__ASSIGNED TASK__: In the listing below, locate the lines bearing the word "outlined". Copy every one of them.

──────────

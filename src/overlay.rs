//! Draws text onto a generated banner through a transparent layer.

use std::path::Path;

use ab_glyph::{Font, FontVec, GlyphId, PxScale, ScaleFont, point};
use image::{DynamicImage, Rgba, RgbImage, RgbaImage};
use tracing::debug;

use crate::constants::MAX_FONT_SIZE;
use crate::error::BannerError;

/// Opaque black, the default fill.
pub const DEFAULT_TEXT_COLOR: Rgba<u8> = Rgba([0, 0, 0, 255]);

/// Text to draw and where.
#[derive(Clone, Debug, PartialEq)]
pub struct OverlayText {
    /// May contain `\n` line breaks
    pub text: String,
    /// Top-left corner of the first line, in pixels
    pub position: (i32, i32),
    /// Pixel height of the font
    pub font_size: f32,
    /// Fill colour, alpha included
    pub color: Rgba<u8>,
}

/// Finite, positive and no larger than [`MAX_FONT_SIZE`].
pub fn font_size_in_range(size: f32) -> bool {
    size.is_finite() && size > 0.0 && size <= MAX_FONT_SIZE
}

/// Reads and parses a TTF/OTF font file.
pub fn load_font(path: &Path) -> Result<FontVec, BannerError> {
    let data = std::fs::read(path).map_err(|err| BannerError::FontResource {
        path: path.to_path_buf(),
        message: err.to_string(),
    })?;
    FontVec::try_from_vec(data).map_err(|err| BannerError::FontResource {
        path: path.to_path_buf(),
        message: err.to_string(),
    })
}

/// Rasterises `text` onto `layer`. Each line starts at `x`, lines are one
/// font height plus line gap apart. Glyphs that miss the layer entirely are
/// never rasterised.
fn draw_text(layer: &mut RgbaImage, font: &FontVec, overlay: &OverlayText) {
    let scaled = font.as_scaled(PxScale::from(overlay.font_size));
    let line_advance = scaled.height() + scaled.line_gap();
    let (x, y) = overlay.position;
    let (width, height) = (i64::from(layer.width()), i64::from(layer.height()));
    let color = overlay.color;

    for (line_idx, line) in overlay.text.lines().enumerate() {
        let baseline = y as f32 + scaled.ascent() + line_idx as f32 * line_advance;
        let mut caret = x as f32;
        let mut previous: Option<GlyphId> = None;

        for ch in line.chars() {
            let glyph_id = scaled.glyph_id(ch);
            if let Some(prev) = previous {
                caret += scaled.kern(prev, glyph_id);
            }
            let glyph = glyph_id.with_scale_and_position(scaled.scale(), point(caret, baseline));
            caret += scaled.h_advance(glyph_id);
            previous = Some(glyph_id);

            let Some(outlined) = font.outline_glyph(glyph) else {
                continue;
            };
            let bounds = outlined.px_bounds();
            if bounds.max.x <= 0.0
                || bounds.max.y <= 0.0
                || bounds.min.x >= width as f32
                || bounds.min.y >= height as f32
            {
                continue;
            }
            outlined.draw(|gx, gy, coverage| {
                let px = bounds.min.x as i64 + i64::from(gx);
                let py = bounds.min.y as i64 + i64::from(gy);
                if px < 0 || py < 0 || px >= width || py >= height {
                    return;
                }
                let alpha = (coverage.clamp(0.0, 1.0) * f32::from(color[3])).round() as u8;
                let pixel = layer.get_pixel_mut(px as u32, py as u32);
                // overlapping glyph edges keep the stronger coverage
                if alpha > pixel[3] {
                    *pixel = Rgba([color[0], color[1], color[2], alpha]);
                }
            });
        }
    }
}

/// Draws `overlay` over `image` and returns an opaque RGB result.
///
/// The text goes on a transparent layer of the same size which is then
/// alpha-composited over the base, so the base never covers the text.
pub fn add_text_to_image(
    image: &DynamicImage,
    overlay: &OverlayText,
    font_path: &Path,
) -> Result<RgbImage, BannerError> {
    if !font_size_in_range(overlay.font_size) {
        return Err(BannerError::Image(format!(
            "font size {} is outside 0 to {MAX_FONT_SIZE} px",
            overlay.font_size
        )));
    }
    let mut base = image.to_rgba8();
    let mut layer = RgbaImage::from_pixel(base.width(), base.height(), Rgba([255, 255, 255, 0]));
    let font = load_font(font_path)?;

    debug!(
        "Drawing {} line(s) at {:?}, {}px",
        overlay.text.lines().count(),
        overlay.position,
        overlay.font_size
    );
    draw_text(&mut layer, &font, overlay);
    image::imageops::overlay(&mut base, &layer, 0, 0);
    Ok(DynamicImage::ImageRgba8(base).to_rgb8())
}

/// Decodes provider bytes and draws the overlay on them.
pub fn overlay_bytes(
    bytes: &[u8],
    overlay: &OverlayText,
    font_path: &Path,
) -> Result<RgbImage, BannerError> {
    let image = image::load_from_memory(bytes)?;
    add_text_to_image(&image, overlay, font_path)
}

#[cfg(test)]
mod tests {
    use super::*;
    use image::Rgb;
    use std::path::PathBuf;

    fn font_path() -> PathBuf {
        PathBuf::from(concat!(env!("CARGO_MANIFEST_DIR"), "/fonts/DejaVuSans.ttf"))
    }

    fn white(width: u32, height: u32) -> DynamicImage {
        DynamicImage::ImageRgb8(RgbImage::from_pixel(width, height, Rgb([255, 255, 255])))
    }

    fn overlay(text: &str, position: (i32, i32)) -> OverlayText {
        OverlayText {
            text: text.to_string(),
            position,
            font_size: 32.0,
            color: DEFAULT_TEXT_COLOR,
        }
    }

    fn changed_pixels(result: &RgbImage, x0: u32, y0: u32, x1: u32, y1: u32) -> usize {
        (y0..y1)
            .flat_map(|y| (x0..x1).map(move |x| (x, y)))
            .filter(|(x, y)| *result.get_pixel(*x, *y) != Rgb([255, 255, 255]))
            .count()
    }

    #[test]
    fn two_lines_keep_dimensions_and_mark_the_anchor_region() {
        let base = white(240, 160);
        let result = add_text_to_image(&base, &overlay("Line1\nLine2", (20, 30)), &font_path())
            .expect("overlay");
        assert_eq!(result.dimensions(), (240, 160));
        assert!(changed_pixels(&result, 20, 30, 240, 160) > 0);
        // nothing above or left of the anchor
        assert_eq!(changed_pixels(&result, 0, 0, 240, 25), 0);
        assert_eq!(changed_pixels(&result, 0, 0, 15, 160), 0);
    }

    #[test]
    fn line_breaks_start_a_new_line() {
        let base = white(300, 200);
        let single = add_text_to_image(&base, &overlay("Line1", (10, 10)), &font_path())
            .expect("single line");
        let double = add_text_to_image(&base, &overlay("Line1\nLine2", (10, 10)), &font_path())
            .expect("two lines");
        // the second line lands below the first one's band
        assert_eq!(changed_pixels(&single, 0, 60, 300, 200), 0);
        assert!(changed_pixels(&double, 0, 60, 300, 200) > 0);
    }

    #[test]
    fn non_latin_text_renders() {
        let font = load_font(&font_path()).expect("font");
        assert_ne!(font.glyph_id('Ж'), GlyphId(0));
        let result = add_text_to_image(&white(300, 120), &overlay("Привет\nΓειά σου", (5, 5)), &font_path())
            .expect("overlay");
        assert!(changed_pixels(&result, 0, 0, 300, 120) > 0);
    }

    #[test]
    fn text_is_composited_over_the_base() {
        let base = DynamicImage::ImageRgb8(RgbImage::from_pixel(120, 120, Rgb([255, 0, 0])));
        let blue_half = OverlayText {
            text: "\u{2588}".to_string(),
            position: (10, 10),
            font_size: 80.0,
            color: Rgba([0, 0, 255, 128]),
        };
        let result = add_text_to_image(&base, &blue_half, &font_path()).expect("overlay");
        let centre = result.get_pixel(30, 50);
        // half blue over red, so both channels survive
        assert!(centre[0] > 100 && centre[0] < 160, "red was {}", centre[0]);
        assert!(centre[2] > 100 && centre[2] < 160, "blue was {}", centre[2]);
        assert_eq!(*result.get_pixel(115, 115), Rgb([255, 0, 0]));
    }

    #[test]
    fn oversized_font_is_rejected_before_drawing() {
        let huge = OverlayText {
            text: "W".to_string(),
            position: (0, 0),
            font_size: 1.0e6,
            color: DEFAULT_TEXT_COLOR,
        };
        let result = add_text_to_image(&white(64, 64), &huge, &font_path());
        assert!(matches!(result, Err(BannerError::Image(_))));

        for font_size in [0.0, -3.0, f32::NAN, f32::INFINITY, MAX_FONT_SIZE + 1.0] {
            let bad = OverlayText {
                font_size,
                ..overlay("W", (0, 0))
            };
            assert!(add_text_to_image(&white(8, 8), &bad, &font_path()).is_err());
        }
    }

    #[test]
    fn largest_font_size_still_draws() {
        let biggest = OverlayText {
            font_size: MAX_FONT_SIZE,
            ..overlay("\u{2588}", (-10, -200))
        };
        let result = add_text_to_image(&white(64, 64), &biggest, &font_path()).expect("overlay");
        assert!(changed_pixels(&result, 0, 0, 64, 64) > 0);
    }

    #[test]
    fn off_canvas_anchor_leaves_the_image_unchanged() {
        let base = white(64, 64);
        for position in [
            (i32::MAX, i32::MAX),
            (i32::MIN, i32::MIN),
            (-100_000, 5),
            (5, 100_000),
            (64, 0),
        ] {
            let result = add_text_to_image(&base, &overlay("Line1\nLine2", position), &font_path())
                .expect("off-canvas text is not an error");
            assert_eq!(result, base.to_rgb8(), "anchor {position:?}");
        }
    }

    #[test]
    fn partly_visible_text_is_clipped() {
        let result = add_text_to_image(&white(64, 64), &overlay("WWWW", (40, -10)), &font_path())
            .expect("overlay");
        assert_eq!(result.dimensions(), (64, 64));
        assert!(changed_pixels(&result, 40, 0, 64, 64) > 0);
        assert_eq!(changed_pixels(&result, 0, 0, 38, 64), 0);
    }

    #[test]
    fn missing_font_is_a_font_error() {
        let result = add_text_to_image(
            &white(10, 10),
            &overlay("hi", (0, 0)),
            Path::new("/definitely/not/here.ttf"),
        );
        assert!(matches!(result, Err(BannerError::FontResource { .. })));
    }

    #[test]
    fn garbage_font_is_a_font_error() {
        let dir = tempfile::tempdir().expect("tempdir");
        let path = dir.path().join("broken.ttf");
        std::fs::write(&path, b"not a font").expect("write");
        assert!(matches!(
            load_font(&path),
            Err(BannerError::FontResource { .. })
        ));
    }

    #[test]
    fn undecodable_bytes_are_an_image_error() {
        assert!(matches!(
            overlay_bytes(b"nope", &overlay("x", (0, 0)), &font_path()),
            Err(BannerError::Image(_))
        ));
    }
}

──────────

__RESULT FOR THIS TASK__:
            let Some(outlined) = font.outline_glyph(glyph) else {
            let bounds = outlined.px_bounds();
            outlined.draw(|gx, gy, coverage| {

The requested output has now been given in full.